My article, recently published in the Eagle Tribune and North Andover Citizen, criticizing the accreditation criteria used by the New England Association of Schools and Colleges (NEASC) has drawn several supportive letters and a storm of protests from North Andover’s “we need to spend more money” crowd.

Because the accreditation warning issued by the NEASC has raised community concerns, it is important for everyone to take a deep breath and make a reasoned assessment of NEASC’s credibility. Are they unbiased and objective?

Does NEASC’s process provide a balanced assessment of spending, expectations, standards and academic outcomes, or does it focus disproportionately on spending and class sizes?

Those offering arguments in support of the NEASC seem to prefer an assessment that focuses primarily, or even exclusively, on spending and directly related metrics such as class sizes.

Could it be that this preference is the result of their single-minded campaign to lobby for increased budgets and their unwillingness to manage cost increases?

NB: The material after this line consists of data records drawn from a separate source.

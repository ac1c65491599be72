use std::time::Duration;

use byteorder::{BigEndian, ByteOrder};
use rusb::UsbContext;

use crate::error::{Error, Result};
use crate::util::debug::dump_buffer;

pub const APPLE_VENDOR_ID: u16 = 0x05ac;
const MUX_PRODUCT_MIN: u16 = 0x1290;
const MUX_PRODUCT_MAX: u16 = 0x1293;

const MUX_CONFIGURATION: u8 = 3;
const MUX_INTERFACE: u8 = 1;
const PROBE_TIMEOUT: Duration = Duration::from_millis(800);

/// Blocking send/recv contract the mux core consumes. Methods take `&self`
/// so the dispatcher can read while writers hold their own serialization
/// lock; libusb device handles are safe for that.
pub trait BulkChannel: Send + Sync {
    fn bulk_write(&self, data: &[u8], timeout: Duration) -> Result<usize>;

    /// Returns `Ok(0)` when the timeout expires with no data.
    fn bulk_read(&self, buf: &mut [u8], timeout: Duration) -> Result<usize>;
}

/// A device spotted on the bus, before any interface is claimed.
#[derive(Debug, Clone)]
pub struct ScannedDevice {
    pub bus: u8,
    pub address: u8,
    /// 40-hex unique identifier, read from the USB serial-number string.
    pub uuid: String,
}

/// Scans all busses for mux-capable devices.
pub fn scan() -> Result<Vec<ScannedDevice>> {
    let ctx = rusb::Context::new()?;
    let mut found = Vec::new();
    for device in ctx.devices()?.iter() {
        let desc = match device.device_descriptor() {
            Ok(d) => d,
            Err(_) => continue,
        };
        if desc.vendor_id() != APPLE_VENDOR_ID
            || desc.product_id() < MUX_PRODUCT_MIN
            || desc.product_id() > MUX_PRODUCT_MAX
        {
            continue;
        }
        let uuid = match device.open() {
            Ok(handle) => handle
                .read_serial_number_string_ascii(&desc)
                .unwrap_or_default(),
            Err(e) => {
                log::warn!(
                    "cannot open device at {}:{} to read serial: {}",
                    device.bus_number(),
                    device.address(),
                    e
                );
                continue;
            }
        };
        found.push(ScannedDevice {
            bus: device.bus_number(),
            address: device.address(),
            uuid,
        });
    }
    Ok(found)
}

pub struct UsbTransport {
    handle: rusb::DeviceHandle<rusb::Context>,
    ep_in: u8,
    ep_out: u8,
}

impl UsbTransport {
    /// Opens the device at (bus, address), configures it for mux traffic and
    /// validates the version handshake.
    pub fn open(bus: u8, address: u8) -> Result<Self> {
        let ctx = rusb::Context::new()?;
        let device = ctx
            .devices()?
            .iter()
            .find(|d| d.bus_number() == bus && d.address() == address)
            .ok_or(Error::NoDevice)?;

        let mut handle = device.open()?;
        log::debug!("setting configuration {}...", MUX_CONFIGURATION);
        if let Err(e) = handle.set_active_configuration(MUX_CONFIGURATION) {
            // A kernel driver may hold the device; detach and retry once.
            log::debug!("set_configuration failed ({}), detaching kernel driver", e);
            match handle.detach_kernel_driver(MUX_INTERFACE) {
                Ok(()) => handle.set_active_configuration(MUX_CONFIGURATION)?,
                Err(detach_err) => {
                    log::debug!("detach_kernel_driver failed: {}", detach_err);
                    return Err(e.into());
                }
            }
        }

        #[cfg(any(target_os = "linux", target_os = "android"))]
        {
            handle.set_auto_detach_kernel_driver(true).ok();
        }
        handle.claim_interface(MUX_INTERFACE)?;

        let (ep_in, ep_out) = find_bulk_endpoints(&device)?;
        let mut transport = UsbTransport { handle, ep_in, ep_out };

        transport.drain();
        transport.version_handshake()?;
        Ok(transport)
    }

    /// Discards any bulk-in data left over from a previous session.
    fn drain(&mut self) {
        let mut buf = [0u8; 512];
        loop {
            match self.handle.read_bulk(self.ep_in, &mut buf, PROBE_TIMEOUT) {
                Ok(n) if n > 0 => {
                    log::debug!("drained {} stale bytes", n);
                    dump_buffer("drain", &buf[..n]);
                }
                _ => break,
            }
        }
    }

    /// Sends the 8-byte version probe (major=1, minor=0, network order) and
    /// checks the device echoes it back.
    fn version_handshake(&mut self) -> Result<()> {
        let mut probe = [0u8; 8];
        BigEndian::write_u32(&mut probe[0..4], 1);
        BigEndian::write_u32(&mut probe[4..8], 0);
        self.send(&probe)?;

        let mut echo = [0u8; 8];
        let n = self.recv(&mut echo, PROBE_TIMEOUT)?;
        if n < echo.len() {
            log::debug!("version reply too short: {} bytes", n);
            return Err(Error::NotEnoughData {
                needed: echo.len(),
                got: n,
            });
        }
        if BigEndian::read_u32(&echo[0..4]) != 1 || BigEndian::read_u32(&echo[4..8]) != 0 {
            dump_buffer("version", &echo);
            return Err(Error::BadHeader("version probe echo mismatch"));
        }
        log::debug!("version handshake ok");
        Ok(())
    }

    pub fn send(&self, data: &[u8]) -> Result<usize> {
        let n = self.handle.write_bulk(self.ep_out, data, PROBE_TIMEOUT)?;
        if debug_enabled() {
            log::trace!("usb out: {} bytes", n);
        }
        Ok(n)
    }

    pub fn recv(&self, buf: &mut [u8], timeout: Duration) -> Result<usize> {
        match self.handle.read_bulk(self.ep_in, buf, timeout) {
            Ok(n) => {
                if debug_enabled() {
                    log::trace!("usb in: {} bytes", n);
                }
                Ok(n)
            }
            Err(rusb::Error::Timeout) => Ok(0),
            Err(rusb::Error::NoDevice) => Err(Error::NoDevice),
            Err(e) => Err(e.into()),
        }
    }
}

impl BulkChannel for UsbTransport {
    fn bulk_write(&self, data: &[u8], _timeout: Duration) -> Result<usize> {
        self.send(data)
    }

    fn bulk_read(&self, buf: &mut [u8], timeout: Duration) -> Result<usize> {
        self.recv(buf, timeout)
    }
}

impl Drop for UsbTransport {
    fn drop(&mut self) {
        // Read out final packets so the next open starts clean.
        self.drain();
        let _ = self.handle.release_interface(MUX_INTERFACE);
    }
}

fn debug_enabled() -> bool {
    crate::util::debug::debug_level() >= 1
}

fn find_bulk_endpoints(device: &rusb::Device<rusb::Context>) -> Result<(u8, u8)> {
    let config = device.active_config_descriptor()?;
    for iface in config.interfaces() {
        for setting in iface.descriptors() {
            if setting.interface_number() != MUX_INTERFACE {
                continue;
            }
            let mut ep_in = None;
            let mut ep_out = None;
            for ep in setting.endpoint_descriptors() {
                if ep.transfer_type() != rusb::TransferType::Bulk {
                    continue;
                }
                if ep.address() & 0x80 != 0 {
                    ep_in = Some(ep.address());
                } else {
                    ep_out = Some(ep.address());
                }
            }
            if let (Some(i), Some(o)) = (ep_in, ep_out) {
                return Ok((i, o));
            }
        }
    }
    Err(Error::BadHeader("no bulk endpoints on mux interface"))
}
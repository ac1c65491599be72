use byteorder::{BigEndian, ByteOrder};

use crate::error::{Error, Result};

pub const MUX_VERSION: u32 = 1;
pub const HEADER_LEN: usize = 32;
pub const MAX_FRAME: usize = 65536;
pub const MAX_PAYLOAD: usize = MAX_FRAME - HEADER_LEN;

#[derive(Debug, Clone, Copy, PartialEq, Eq)]
pub enum FrameKind {
    Data,
    Control,
}

#[derive(Debug, Clone, Copy, PartialEq, Eq)]
pub enum ControlOp {
    Connect,
    Ack,
    Close,
    Reset,
}

impl ControlOp {
    pub fn to_wire(self) -> u32 {
        match self {
            ControlOp::Connect => 1,
            ControlOp::Ack => 2,
            ControlOp::Close => 3,
            ControlOp::Reset => 4,
        }
    }

    pub fn from_wire(v: u32) -> Result<ControlOp> {
        match v {
            1 => Ok(ControlOp::Connect),
            2 => Ok(ControlOp::Ack),
            3 => Ok(ControlOp::Close),
            4 => Ok(ControlOp::Reset),
            other => Err(Error::Mux(format!("unknown control subtype {}", other))),
        }
    }
}

/// Fixed frame header; every multi-byte field is network byte order.
#[derive(Debug, Clone, Copy, PartialEq, Eq)]
pub struct FrameHeader {
    pub kind: FrameKind,
    /// Total frame length, header included.
    pub length: u32,
    pub src_port: u16,
    pub dst_port: u16,
    pub seq: u32,
    pub ack: u32,
    pub window: u32,
    pub flags: u32,
}

impl FrameHeader {
    pub fn payload_len(&self) -> usize {
        self.length as usize - HEADER_LEN
    }

    pub fn encode(&self) -> [u8; HEADER_LEN] {
        let mut buf = [0u8; HEADER_LEN];
        BigEndian::write_u32(&mut buf[0..4], MUX_VERSION);
        BigEndian::write_u32(
            &mut buf[4..8],
            match self.kind {
                FrameKind::Data => 0,
                FrameKind::Control => 1,
            },
        );
        BigEndian::write_u32(&mut buf[8..12], self.length);
        BigEndian::write_u16(&mut buf[12..14], self.src_port);
        BigEndian::write_u16(&mut buf[14..16], self.dst_port);
        BigEndian::write_u32(&mut buf[16..20], self.seq);
        BigEndian::write_u32(&mut buf[20..24], self.ack);
        BigEndian::write_u32(&mut buf[24..28], self.window);
        BigEndian::write_u32(&mut buf[28..32], self.flags);
        buf
    }

    pub fn decode(buf: &[u8; HEADER_LEN]) -> Result<FrameHeader> {
        let version = BigEndian::read_u32(&buf[0..4]);
        if version != MUX_VERSION {
            return Err(Error::BadHeader("unsupported mux protocol version"));
        }
        let kind = match BigEndian::read_u32(&buf[4..8]) {
            0 => FrameKind::Data,
            1 => FrameKind::Control,
            _ => return Err(Error::BadHeader("unknown frame kind")),
        };
        let length = BigEndian::read_u32(&buf[8..12]);
        if (length as usize) < HEADER_LEN || (length as usize) > MAX_FRAME {
            return Err(Error::Mux(format!("frame length {} out of range", length)));
        }
        Ok(FrameHeader {
            kind,
            length,
            src_port: BigEndian::read_u16(&buf[12..14]),
            dst_port: BigEndian::read_u16(&buf[14..16]),
            seq: BigEndian::read_u32(&buf[16..20]),
            ack: BigEndian::read_u32(&buf[20..24]),
            window: BigEndian::read_u32(&buf[24..28]),
            flags: BigEndian::read_u32(&buf[28..32]),
        })
    }
}

/// Serializes a complete frame (header + payload) into one buffer so the
/// writer can hand it to the bulk endpoint in a single call.
pub fn encode_frame(header: &FrameHeader, payload: &[u8]) -> Vec<u8> {
    debug_assert_eq!(header.length as usize, HEADER_LEN + payload.len());
    let mut out = Vec::with_capacity(HEADER_LEN + payload.len());
    out.extend_from_slice(&header.encode());
    out.extend_from_slice(payload);
    out
}

pub fn control_body(op: ControlOp) -> [u8; 4] {
    let mut body = [0u8; 4];
    BigEndian::write_u32(&mut body, op.to_wire());
    body
}

pub fn parse_control_body(payload: &[u8]) -> Result<ControlOp> {
    if payload.len() < 4 {
        return Err(Error::Mux("control frame body too short".into()));
    }
    ControlOp::from_wire(BigEndian::read_u32(&payload[0..4]))
}

#[cfg(test)]
mod tests {
    use super::*;

    fn sample() -> FrameHeader {
        FrameHeader {
            kind: FrameKind::Data,
            length: (HEADER_LEN + 5) as u32,
            src_port: 0x0401,
            dst_port: 0xf27e,
            seq: 7,
            ack: 3,
            window: 0x20000,
            flags: 0,
        }
    }

    #[test]
    fn test_header_roundtrip() {
        let h = sample();
        let decoded = FrameHeader::decode(&h.encode()).unwrap();
        assert_eq!(decoded, h);
        assert_eq!(decoded.payload_len(), 5);
    }

    #[test]
    fn test_header_is_network_order() {
        let buf = sample().encode();
        // version then kind, both big-endian
        assert_eq!(&buf[0..4], &[0, 0, 0, 1]);
        assert_eq!(&buf[12..14], &[0x04, 0x01]);
        assert_eq!(&buf[14..16], &[0xf2, 0x7e]);
    }

    #[test]
    fn test_rejects_bad_version() {
        let mut buf = sample().encode();
        buf[0] = 0xff;
        assert!(matches!(
            FrameHeader::decode(&buf),
            Err(Error::BadHeader(_))
        ));
    }

    #[test]
    fn test_rejects_undersized_length() {
        let mut buf = sample().encode();
        BigEndian::write_u32(&mut buf[8..12], 4);
        assert!(matches!(FrameHeader::decode(&buf), Err(Error::Mux(_))));
    }

    #[test]
    fn test_control_body_roundtrip() {
        for op in [
            ControlOp::Connect,
            ControlOp::Ack,
            ControlOp::Close,
            ControlOp::Reset,
        ] {
            assert_eq!(parse_control_body(&control_body(op)).unwrap(), op);
        }
        assert!(parse_control_body(&[0, 0, 0, 9]).is_err());
    }
}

The arguments employed by those who oppose a more balanced accreditation criteria either attacked positions I didn’t take, are embarrassingly flawed or, when actually analyzed, support my original position.

Here is just a sampling:

School Committee Chairman Al Perry begins his critique by listing reasons why various standards (MCAS, SAT, AP tests, etc.) are not, taken alone, adequate measures of a school’s academics. If these tests are such a poor measure of our academic success, why do we spend millions doing the testing?

Mr. Perry seems to conclude that any test limitations are an excuse for the NEASC to not include outcomes in its assessments. This position is just too outlandish to take seriously.

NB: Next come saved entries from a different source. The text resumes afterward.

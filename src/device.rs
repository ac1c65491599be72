use std::sync::Arc;

use crate::error::{Error, Result};
use crate::mux::{Mux, VConn};
use crate::usb::{self, UsbTransport};

/// A mux-capable device found on the bus. Returned by [`Device::enumerate`];
/// pass it to [`Device::open`] to start talking.
#[derive(Debug, Clone)]
pub struct DeviceDesc {
    pub bus: u8,
    pub address: u8,
    /// 40-hex unique device identifier.
    pub uuid: String,
}

/// An opened device. Owns the mux core; dropping the handle shuts the mux
/// down and invalidates every virtual connection on it.
pub struct Device {
    desc: DeviceDesc,
    mux: Arc<Mux>,
}

impl Device {
    pub fn enumerate() -> Result<Vec<DeviceDesc>> {
        Ok(usb::scan()?
            .into_iter()
            .map(|d| DeviceDesc {
                bus: d.bus,
                address: d.address,
                uuid: d.uuid,
            })
            .collect())
    }

    pub fn open(desc: &DeviceDesc) -> Result<Device> {
        let transport = UsbTransport::open(desc.bus, desc.address)?;
        log::info!(
            "opened device {} at {}:{}",
            desc.uuid,
            desc.bus,
            desc.address
        );
        Ok(Device {
            desc: desc.clone(),
            mux: Mux::start(Box::new(transport)),
        })
    }

    pub fn open_first() -> Result<Device> {
        let descs = Device::enumerate()?;
        let first = descs.first().ok_or(Error::NoDevice)?;
        Device::open(first)
    }

    pub fn open_by_uuid(uuid: &str) -> Result<Device> {
        if uuid.len() != 40 {
            return Err(Error::InvalidArg);
        }
        let descs = Device::enumerate()?;
        let desc = descs
            .iter()
            .find(|d| d.uuid.eq_ignore_ascii_case(uuid))
            .ok_or(Error::NoDevice)?;
        Device::open(desc)
    }

    pub fn uuid(&self) -> &str {
        &self.desc.uuid
    }

    pub fn bus(&self) -> u8 {
        self.desc.bus
    }

    pub fn address(&self) -> u8 {
        self.desc.address
    }

    /// Opens a virtual connection to a service port on this device.
    pub fn connect(&self, dst_port: u16) -> Result<VConn> {
        self.mux.connect(dst_port)
    }
}

impl Drop for Device {
    fn drop(&mut self) {
        self.mux.shutdown();
    }
}
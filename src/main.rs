use std::path::PathBuf;

use anyhow::{bail, Context, Result};
use clap::{ArgAction, Parser};

use imobile::lockdown::KNOWN_DOMAINS;
use imobile::util::logging::{init_logger, LogVerbosity};
use imobile::{ensure_paired, Device, Error, LockdownClient, RecordStore};

#[derive(Debug, Parser)]
#[command(
    name = "imobileinfo",
    version,
    about = "Show information about a connected Apple mobile device"
)]
struct Cli {
    /// Target a specific device by its 40-digit UUID
    #[arg(long, short = 'u')]
    uuid: Option<String>,

    /// Domain of the query (e.g. com.apple.mobile.battery)
    #[arg(long, short = 'q')]
    domain: Option<String>,

    /// Only query the key with this name
    #[arg(long, short = 'k')]
    key: Option<String>,

    /// Output as an XML property list instead of key/value pairs
    #[arg(long, short = 'x', action = ArgAction::SetTrue)]
    xml: bool,

    /// Enable communication debugging (wire dumps at -dd)
    #[arg(long, short = 'd', action = ArgAction::Count)]
    debug: u8,

    /// Verbose logging
    #[arg(long, short = 'v', action = ArgAction::Count)]
    verbose: u8,

    /// Directory holding pairing records (default: per-user config dir)
    #[arg(long)]
    record_dir: Option<PathBuf>,
}

fn main() -> Result<()> {
    let cli = Cli::parse();
    imobile::set_debug_level(cli.debug as i32);
    init_logger(LogVerbosity::from_flags(cli.verbose, cli.debug));

    if let Some(domain) = &cli.domain {
        if !KNOWN_DOMAINS.contains(&domain.as_str()) {
            eprintln!("WARNING: Sending query with unknown domain \"{}\".", domain);
        }
    }

    let device = match &cli.uuid {
        Some(uuid) => {
            if uuid.len() != 40 {
                bail!("--uuid must be the 40-digit device identifier");
            }
            Device::open_by_uuid(uuid)
                .with_context(|| format!("No device found with uuid {}, is it plugged in?", uuid))?
        }
        None => Device::open_first().context("No device found, is it plugged in?")?,
    };

    let mut client = LockdownClient::connect(&device).context("Starting control session")?;

    let store = RecordStore::new(
        cli.record_dir
            .clone()
            .unwrap_or_else(RecordStore::default_dir),
    );
    let record = ensure_paired(&mut client, &store, device.uuid()).map_err(pairing_hint)?;
    match client.start_session(&record) {
        Ok(_) => {}
        Err(Error::PairingFailed(_)) => {
            // The stored record no longer matches the device; pair afresh.
            eprintln!("Stored pairing record rejected, pairing again…");
            store.remove(device.uuid())?;
            let record = ensure_paired(&mut client, &store, device.uuid()).map_err(pairing_hint)?;
            client
                .start_session(&record)
                .context("Starting session after re-pairing")?;
        }
        Err(e) => return Err(pairing_hint(e.into())),
    }

    let value = client
        .get_value(cli.domain.as_deref(), cli.key.as_deref())
        .context("GetValue query failed")?;
    print_value(&value, cli.xml)?;

    let _ = client.stop_session();
    Ok(())
}

fn pairing_hint(e: anyhow::Error) -> anyhow::Error {
    match e.downcast_ref::<Error>() {
        Some(Error::UserDeniedPairing) | Some(Error::PasswordProtected) => e.context(
            "Pairing was refused. Unlock the device, accept the trust dialog and try again",
        ),
        _ => e,
    }
}

fn print_value(value: &plist::Value, xml: bool) -> Result<()> {
    if xml {
        let mut out = Vec::new();
        value.to_writer_xml(&mut out)?;
        println!("{}", String::from_utf8_lossy(&out));
        return Ok(());
    }
    match value {
        plist::Value::Dictionary(dict) => {
            for (key, value) in dict {
                println!("{}: {}", key, render(value));
            }
        }
        other => println!("{}", render(other)),
    }
    Ok(())
}

fn render(value: &plist::Value) -> String {
    match value {
        plist::Value::String(s) => s.clone(),
        plist::Value::Boolean(b) => b.to_string(),
        plist::Value::Integer(i) => i.to_string(),
        plist::Value::Real(r) => r.to_string(),
        plist::Value::Data(d) => format!("({} bytes of data)", d.len()),
        plist::Value::Date(d) => d.to_xml_format(),
        plist::Value::Array(items) => format!("({} entries)", items.len()),
        plist::Value::Dictionary(dict) => format!("({} keys)", dict.len()),
        _ => String::new(),
    }
}
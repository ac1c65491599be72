use std::sync::atomic::{AtomicI32, Ordering};

// Process-wide debug level. No init/teardown; read on every logging decision.
static DEBUG_LEVEL: AtomicI32 = AtomicI32::new(0);

pub fn set_debug_level(level: i32) {
    DEBUG_LEVEL.store(level, Ordering::Relaxed);
}

pub fn debug_level() -> i32 {
    DEBUG_LEVEL.load(Ordering::Relaxed)
}

/// Hex-dumps a wire buffer at debug level >= 2. Long buffers are truncated;
/// protocol bugs show up in the first lines anyway.
pub(crate) fn dump_buffer(label: &str, data: &[u8]) {
    if debug_level() < 2 {
        return;
    }
    let shown = &data[..data.len().min(256)];
    for (i, chunk) in shown.chunks(16).enumerate() {
        log::trace!("{}: {:04x}  {}", label, i * 16, hex::encode(chunk));
    }
    if data.len() > shown.len() {
        log::trace!("{}: ... {} bytes total", label, data.len());
    }
}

Later, Mr. Perry compares the investment in our schools – I prefer to think of it as an investment in our children – to investing in retirement funds. What a great analogy!! So I ask you: What do you judge when you review the performance of your investments each year?

Do you assess how much money you dumped into your funds, or do you judge how the funds performed? Of course you judge performance by outcomes – e.g., percent appreciation against benchmark standards. In the education arena, this translates to judging academic outcomes via standardized tests, not just how much we spend. Isn’t that obvious?

 It is incredible that the chairman of our School Committee can’t see this. And it was his analogy!

But it gets worse. Mr. Perry goes on to discuss the failed curriculum we had in math (TERC) and still have in literacy (the Leslie Literacy Initiative).
Incredibly, he then concludes that, “Our budget is not meeting our needs.” Is he blind to the fact that we have spent millions of hard-earned taxpayer dollars on these education boondoggles?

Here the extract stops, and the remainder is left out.